» **Your assignment**
Scan the material that follows. Copy every line containing the word "colons".

BEGIN Entries supplied

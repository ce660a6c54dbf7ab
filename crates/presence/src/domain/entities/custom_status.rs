//! CustomStatus - Emoji and message shown next to a user's presence
//!
//! Pure domain value without infrastructure dependencies.

use serde::{Deserialize, Serialize};

use crate::domain::value_objects::DEFAULT_EMOJI;

/// A user-chosen emoji + short text pair
#[derive(Debug, Clone, PartialEq, Eq, Hash, Serialize, Deserialize)]
pub struct CustomStatus {
    /// Emoji short name, without surrounding colons
    pub emoji: String,
    /// Display message
    pub text: String,
}

impl CustomStatus {
    /// Longest status text kept, in characters
    pub const MAX_TEXT_CHARS: usize = 100;

    /// Create a new status
    pub fn new(emoji: impl Into<String>, text: impl Into<String>) -> Self {
        Self {
            emoji: emoji.into(),
            text: text.into(),
        }
    }

    /// Create a status with the default emoji
    pub fn with_default_emoji(text: impl Into<String>) -> Self {
        Self::new(DEFAULT_EMOJI, text)
    }

    /// Truncate `text` to [`Self::MAX_TEXT_CHARS`] characters
    pub fn truncate_text(text: &str) -> String {
        match text.char_indices().nth(Self::MAX_TEXT_CHARS) {
            Some((cut, _)) => text[..cut].to_string(),
            None => text.to_string(),
        }
    }

    /// Emoji wrapped in colons, as typed in chat (`:tada:`)
    pub fn display_emoji(&self) -> String {
        format!(":{}:", self.emoji)
    }
}

impl std::fmt::Display for CustomStatus {
    fn fmt(&self, f: &mut std::fmt::Formatter<'_>) -> std::fmt::Result {
        if self.text.is_empty() {
            write!(f, "{}", self.display_emoji())
        } else {
            write!(f, "{} {}", self.display_emoji(), self.text)
        }
    }
}
//! In-memory StatusService double for application tests

use std::collections::{HashMap, HashSet};
use std::sync::Mutex;

use async_trait::async_trait;

use crate::domain::{CustomStatus, DomainError, StatusHistory};
use crate::ports::StatusService;

/// Records calls and fails the operations named in `failing`
#[derive(Default)]
pub struct MockStatusService {
    users: Mutex<HashMap<String, StatusHistory>>,
    calls: Mutex<Vec<&'static str>>,
    failing: HashSet<&'static str>,
}

impl MockStatusService {
    /// Fail every call to `operation` ("set", "remove", "restore", "get")
    pub fn failing(mut self, operation: &'static str) -> Self {
        self.failing.insert(operation);
        self
    }

    pub fn seed(&self, user_id: &str, status: CustomStatus) {
        self.users
            .lock()
            .unwrap()
            .entry(user_id.to_string())
            .or_default()
            .set(status);
    }

    pub fn current(&self, user_id: &str) -> Option<CustomStatus> {
        self.users
            .lock()
            .unwrap()
            .get(user_id)
            .and_then(|history| history.current.clone())
    }

    pub fn calls(&self) -> Vec<&'static str> {
        self.calls.lock().unwrap().clone()
    }

    fn record(&self, operation: &'static str) -> Result<(), DomainError> {
        self.calls.lock().unwrap().push(operation);
        if self.failing.contains(operation) {
            return Err(DomainError::Storage(format!("{} unavailable", operation)));
        }
        Ok(())
    }
}

#[async_trait]
impl StatusService for MockStatusService {
    async fn set_custom_status(
        &self,
        user_id: &str,
        status: &CustomStatus,
    ) -> Result<(), DomainError> {
        self.record("set")?;
        self.seed(user_id, status.clone());
        Ok(())
    }

    async fn remove_custom_status(&self, user_id: &str) -> Result<(), DomainError> {
        self.record("remove")?;
        if let Some(history) = self.users.lock().unwrap().get_mut(user_id) {
            history.clear();
        }
        Ok(())
    }

    async fn set_prev_recent_custom_status(&self, user_id: &str) -> Result<(), DomainError> {
        self.record("restore")?;
        self.users
            .lock()
            .unwrap()
            .entry(user_id.to_string())
            .or_default()
            .restore_previous();
        Ok(())
    }

    async fn get_custom_status(&self, user_id: &str) -> Result<Option<CustomStatus>, DomainError> {
        self.record("get")?;
        Ok(self.current(user_id))
    }

    async fn get_recent_custom_statuses(
        &self,
        user_id: &str,
    ) -> Result<Vec<CustomStatus>, DomainError> {
        self.record("recent")?;
        Ok(self
            .users
            .lock()
            .unwrap()
            .get(user_id)
            .map(|history| history.recent.clone())
            .unwrap_or_default())
    }
}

END Entries supplied

» **Task answer**
    /// Emoji short name, without surrounding colons
    /// Emoji wrapped in colons, as typed in chat (`:tada:`)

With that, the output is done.